The Risk Factors included in the Company's Annual Report on Form 10-K for the fiscal year ended December 31, 2005 have not materially changed other than the modifications to two risks factors as set forth below.

The Industry And Market Segments in Which We Operate Are Highly Competitive, And We May Be Unable To Compete Effectively With Other Companies.

In general, there is intense competition among medical device companies. We compete with established medical technology and pharmaceutical companies in many of our product areas. Competition also comes from early stage companies that have alternative technological solutions for our primary clinical targets, as well as universities, research institutions and other non-profit entities. Many of our competitors have access to greater financial, technical, research and development, marketing, manufacturing, sales, distribution services and other resources than we do. Our competitors may be more effective at implementing their technologies to develop commercial products. Our competitors may be able to gain market share by offering lower-cost products.

Our competitive position will depend on our ability to achieve market acceptance for our products, develop new products, implement production and marketing plans, secure regulatory approval for products under development, obtain reimbursement under Medicare and obtain patent protection. We may need to develop new applications for our products to remain competitive. Technological advances by one or more of our current or future competitors could render our present or future products obsolete or uneconomical. Our future success will depend upon our ability to compete effectively against current technology as well as to respond effectively to technological advances. Competitive pressures could adversely affect our profitability. For example, two of our largest competitors introduced an onlay dural graft matrix during 2004, and other companies have introduced and may be preparing to introduce similar products. The introduction of such products could reduce the sales, growth in sales and profitability of our duraplasty products.
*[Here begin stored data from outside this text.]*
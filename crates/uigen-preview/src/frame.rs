//! The isolated preview frame.
//!
//! Each frame runs on its own OS thread and shares no memory with the host.
//! The host and the frame talk only through JSON-encoded strings on a pair
//! of channels:
//!
//! | Direction | Message | Meaning |
//! |-----------|---------|---------|
//! | host → frame | `load` | build the document for a bundle |
//! | host → frame | `runtime-error` | a report posted by the running document |
//! | host → frame | `shutdown` | stop the frame thread |
//! | frame → host | `ready` | the document is ready to display |
//! | frame → host | `error` | a structured [`ErrorPayload`] |
//!
//! A panic inside the frame is caught and reported as an `error` message.
//! A frame that does not answer within the configured timeout is abandoned:
//! the host stops waiting for it and never joins its thread.

use crate::document::{DocumentContext, DocumentRenderer};
use serde::{Deserialize, Serialize};
use std::any::Any;
use std::collections::BTreeMap;
use std::panic::{AssertUnwindSafe, catch_unwind};
use std::sync::mpsc::{self, Receiver, RecvTimeoutError, Sender};
use std::thread::{self, JoinHandle};
use std::time::Duration;
use uigen_core::{Error, ErrorPayload, ExternalModules, FrameSettings, Result};
use uuid::Uuid;

/// Everything the frame needs to build a document.
#[derive(Debug, Clone, PartialEq, Eq, Serialize, Deserialize)]
pub struct LoadRequest {
    /// Entry path, used as the document title
    pub entry: String,
    /// Linked bundle
    pub code: String,
    /// Whether the entry exports a component as `default`
    pub has_default_export: bool,
    /// Collected project CSS
    #[serde(default)]
    pub stylesheet: String,
    /// Bare name to URL mapping for the document's import map
    #[serde(default)]
    pub imports: BTreeMap<String, String>,
}

/// Messages from the host to the frame.
#[derive(Debug, Clone, PartialEq, Eq, Serialize, Deserialize)]
#[serde(tag = "type", rename_all = "kebab-case")]
pub enum HostMessage {
    /// Build the document for a bundle
    Load(LoadRequest),
    /// Raw JSON report posted by the running document
    RuntimeError {
        /// The report as received
        report: String,
    },
    /// Stop the frame
    Shutdown,
}

/// Messages from the frame to the host.
#[derive(Debug, Clone, PartialEq, Eq, Serialize, Deserialize)]
#[serde(tag = "type", rename_all = "kebab-case")]
pub enum FrameMessage {
    /// The document is ready
    Ready {
        /// Frame that built the document
        frame_id: Uuid,
        /// Complete HTML document
        document: String,
    },
    /// Loading or running failed
    Error {
        /// Frame that reported the error
        frame_id: Uuid,
        /// What went wrong
        error: ErrorPayload,
    },
}

/// Report posted by the document's error shim.
#[derive(Debug, Deserialize)]
struct RuntimeReport {
    #[serde(rename = "type")]
    kind: String,
    #[serde(default)]
    message: Option<String>,
    #[serde(default)]
    stack: Option<String>,
}

const REPORT_TYPE: &str = "uigen:error";

/// Host side handle of a running frame.
///
/// Dropping the handle shuts the frame down.
#[derive(Debug)]
pub struct PreviewFrame {
    id: Uuid,
    to_frame: Sender<String>,
    from_frame: Receiver<String>,
    handle: Option<JoinHandle<()>>,
    timeout: Duration,
    abandoned: bool,
}

impl PreviewFrame {
    /// Starts a frame thread.
    ///
    /// # Errors
    ///
    /// Returns [`Error::RuntimeError`] if the thread cannot be started and a
    /// serialization error if the document template is invalid.
    pub fn spawn(settings: &FrameSettings) -> Result<Self> {
        let id = Uuid::new_v4();
        let documents = DocumentRenderer::new()?;
        let (to_frame, inbox) = mpsc::channel::<String>();
        let (outbox, from_frame) = mpsc::channel::<String>();
        let worker = Worker {
            id,
            settings: settings.clone(),
            documents,
        };

        let handle = thread::Builder::new()
            .name(format!("preview-frame-{}", id.simple()))
            .spawn(move || worker.run(&inbox, &outbox))
            .map_err(|e| Error::RuntimeError {
                message: format!("Failed to start preview frame: {e}"),
                stack: None,
            })?;

        tracing::debug!(frame = %id, "preview frame started");
        Ok(Self {
            id,
            to_frame,
            from_frame,
            handle: Some(handle),
            timeout: settings.frame_timeout(),
            abandoned: false,
        })
    }

    /// Frame identifier, also written into the document.
    #[must_use]
    pub const fn id(&self) -> Uuid {
        self.id
    }

    /// Returns `true` once the frame missed a deadline.
    #[must_use]
    pub const fn is_abandoned(&self) -> bool {
        self.abandoned
    }

    /// Asks the frame to build the document for `request`.
    ///
    /// Always returns a message: transport failures and timeouts are
    /// reported as [`FrameMessage::Error`].
    pub fn load(&mut self, request: LoadRequest) -> FrameMessage {
        self.exchange(&HostMessage::Load(request))
    }

    /// Forwards a report posted by the running document and returns the
    /// payload the frame made of it.
    pub fn report_runtime_error(&mut self, report: &str) -> ErrorPayload {
        match self.exchange(&HostMessage::RuntimeError {
            report: report.to_string(),
        }) {
            FrameMessage::Error { error, .. } => error,
            FrameMessage::Ready { .. } => {
                ErrorPayload::runtime(
                    "Preview frame answered an error report with a document",
                    None,
                )
            }
        }
    }

    fn exchange(&mut self, message: &HostMessage) -> FrameMessage {
        let fail = |id, message: String| FrameMessage::Error {
            frame_id: id,
            error: ErrorPayload::runtime(message, None),
        };
        if self.abandoned {
            return fail(self.id, "Preview frame is unresponsive".to_string());
        }

        let raw = match serde_json::to_string(message) {
            Ok(raw) => raw,
            Err(e) => {
                return FrameMessage::Error {
                    frame_id: self.id,
                    error: ErrorPayload::from(Error::SerializationError {
                        message: format!("Failed to encode frame message: {e}"),
                        source: Some(e),
                    }),
                };
            }
        };
        if self.to_frame.send(raw).is_err() {
            return fail(self.id, "Preview frame is not running".to_string());
        }

        match self.from_frame.recv_timeout(self.timeout) {
            Ok(reply) => serde_json::from_str(&reply).unwrap_or_else(|e| {
                fail(self.id, format!("Malformed reply from preview frame: {e}"))
            }),
            Err(RecvTimeoutError::Timeout) => {
                self.abandoned = true;
                tracing::warn!(
                    frame = %self.id,
                    timeout_ms = self.timeout.as_millis(),
                    "preview frame timed out"
                );
                fail(
                    self.id,
                    format!(
                        "Preview frame did not respond within {} ms",
                        self.timeout.as_millis()
                    ),
                )
            }
            Err(RecvTimeoutError::Disconnected) => {
                fail(self.id, "Preview frame stopped unexpectedly".to_string())
            }
        }
    }

    fn stop(&mut self) {
        let Some(handle) = self.handle.take() else {
            return;
        };
        if let Ok(raw) = serde_json::to_string(&HostMessage::Shutdown) {
            let _ = self.to_frame.send(raw);
        }
        if self.abandoned {
            tracing::debug!(frame = %self.id, "abandoning unresponsive preview frame");
            return;
        }
        if handle.join().is_err() {
            tracing::warn!(frame = %self.id, "preview frame thread panicked");
        }
        tracing::debug!(frame = %self.id, "preview frame stopped");
    }
}

impl Drop for PreviewFrame {
    fn drop(&mut self) {
        self.stop();
    }
}

/// State owned by the frame thread.
struct Worker {
    id: Uuid,
    settings: FrameSettings,
    documents: DocumentRenderer<'static>,
}

impl Worker {
    fn run(&self, inbox: &Receiver<String>, outbox: &Sender<String>) {
        while let Ok(raw) = inbox.recv() {
            let reply = match serde_json::from_str::<HostMessage>(&raw) {
                Ok(HostMessage::Shutdown) => break,
                Ok(HostMessage::Load(request)) => self.guarded(|| self.load(&request)),
                Ok(HostMessage::RuntimeError { report }) => FrameMessage::Error {
                    frame_id: self.id,
                    error: parse_report(&report),
                },
                Err(e) => self.error(ErrorPayload::runtime(
                    format!("Malformed message from host: {e}"),
                    None,
                )),
            };
            let Ok(reply) = serde_json::to_string(&reply) else {
                break;
            };
            if outbox.send(reply).is_err() {
                break;
            }
        }
    }

    fn guarded(&self, work: impl FnOnce() -> FrameMessage) -> FrameMessage {
        catch_unwind(AssertUnwindSafe(work)).unwrap_or_else(|panic| {
            let message = panic_message(panic.as_ref());
            tracing::error!(frame = %self.id, %message, "preview frame panicked");
            self.error(ErrorPayload::runtime(
                format!("Preview frame crashed: {message}"),
                None,
            ))
        })
    }

    fn load(&self, request: &LoadRequest) -> FrameMessage {
        if request.code.len() > self.settings.max_bundle_bytes {
            return self.error(ErrorPayload::runtime(
                format!(
                    "Bundle is {} bytes, larger than the {} byte limit",
                    request.code.len(),
                    self.settings.max_bundle_bytes
                ),
                None,
            ));
        }
        if !request.has_default_export {
            return self.error(ErrorPayload {
                path: Some(request.entry.clone()),
                ..ErrorPayload::runtime(
                    format!(
                        "Entry module {} has no default export to render",
                        request.entry
                    ),
                    None,
                )
            });
        }
        for required in [ExternalModules::FRAMEWORK, ExternalModules::MOUNT] {
            if !request.imports.contains_key(required) {
                return self.error(ErrorPayload::runtime(
                    format!("Cannot mount the preview: '{required}' is not an allowed package"),
                    None,
                ));
            }
        }

        let context = DocumentContext::builder(&request.entry, &request.code)
            .frame_id(self.id.to_string())
            .styling_url(&self.settings.styling_url)
            .stylesheet(&request.stylesheet)
            .imports(request.imports.iter().map(|(k, v)| (k.as_str(), v.as_str())))
            .build();
        match self.documents.render(&context) {
            Ok(document) => {
                tracing::debug!(frame = %self.id, bytes = document.len(), "preview document ready");
                FrameMessage::Ready {
                    frame_id: self.id,
                    document,
                }
            }
            Err(e) => self.error(ErrorPayload::from(&e)),
        }
    }

    const fn error(&self, error: ErrorPayload) -> FrameMessage {
        FrameMessage::Error {
            frame_id: self.id,
            error,
        }
    }
}

/// Turns a document report into a runtime error payload.
fn parse_report(report: &str) -> ErrorPayload {
    match serde_json::from_str::<RuntimeReport>(report) {
        Ok(report) if report.kind == REPORT_TYPE => ErrorPayload::runtime(
            report.message.unwrap_or_else(|| "Unknown error".to_string()),
            report.stack.filter(|s| !s.is_empty()),
        ),
        Ok(report) => {
            ErrorPayload::runtime(format!("Unexpected report type '{}'", report.kind), None)
        }
        Err(e) => ErrorPayload::runtime(format!("Malformed runtime error report: {e}"), None),
    }
}

fn panic_message(panic: &(dyn Any + Send)) -> String {
    panic
        .downcast_ref::<&str>()
        .map(ToString::to_string)
        .or_else(|| panic.downcast_ref::<String>().cloned())
        .unwrap_or_else(|| "unknown panic".to_string())
}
Our largest competitors in the neurosurgery markets are the Medtronic Neurosurgery division of Medtronic, Inc., the Codman division of Johnson & Johnson, the Aesculap division of B. Braun Medical Inc. and Stryker Corporation. In addition, many of our product lines compete with smaller specialized companies or larger companies that do not otherwise focus on neurosurgery. Our competitors in reconstructive surgery include LifeCell Corporation, Organogenesis Inc., Wright Medical Group, Inc., the DePuy division of Johnson & Johnson, Synthes, Inc. and Stryker Corporation. Some of these are major orthopedic companies that carry a full line of reconstructive products. Our private label products face diverse and broad competition, depending on the market that an individual product addresses. Finally, in certain cases our products compete primarily against medical practices that treat a condition without using a device, rather than any particular product, such as autograft tissue as an alternative for our dermal regeneration products, our duraplasty products and our nerve repair products.

If Any Of Our Manufacturing Facilities Were Damaged And/Or Our Manufacturing Or Business Processes Interrupted, We Could Experience Lost Revenues And Our Business Could Be Seriously Harmed.

We manufacture our products in a limited number of facilities. Damage to our manufacturing, development or research facilities due to fire, natural disaster, power loss, communications failure, unauthorized entry or other events could cause us to cease development and manufacturing of some or all of our products. In particular, our San Diego, California facility that manufactures our Camino(R) and Ventrix(R) catheter product lines is as susceptible to earthquake damage, wildfire damage and power losses from electrical shortages as are other businesses in the Southern California area. Our Anasco, Puerto Rico plant, where we manufacture collagen, silicone and our private label products, is vulnerable to hurricane, storm and wind damage. Although we maintain property damage and business interruption insurance coverage on these facilities, our insurance might not cover all losses under such circumstances and we may not be able to renew or obtain such insurance in the future on acceptable terms with adequate coverage or at reasonable costs.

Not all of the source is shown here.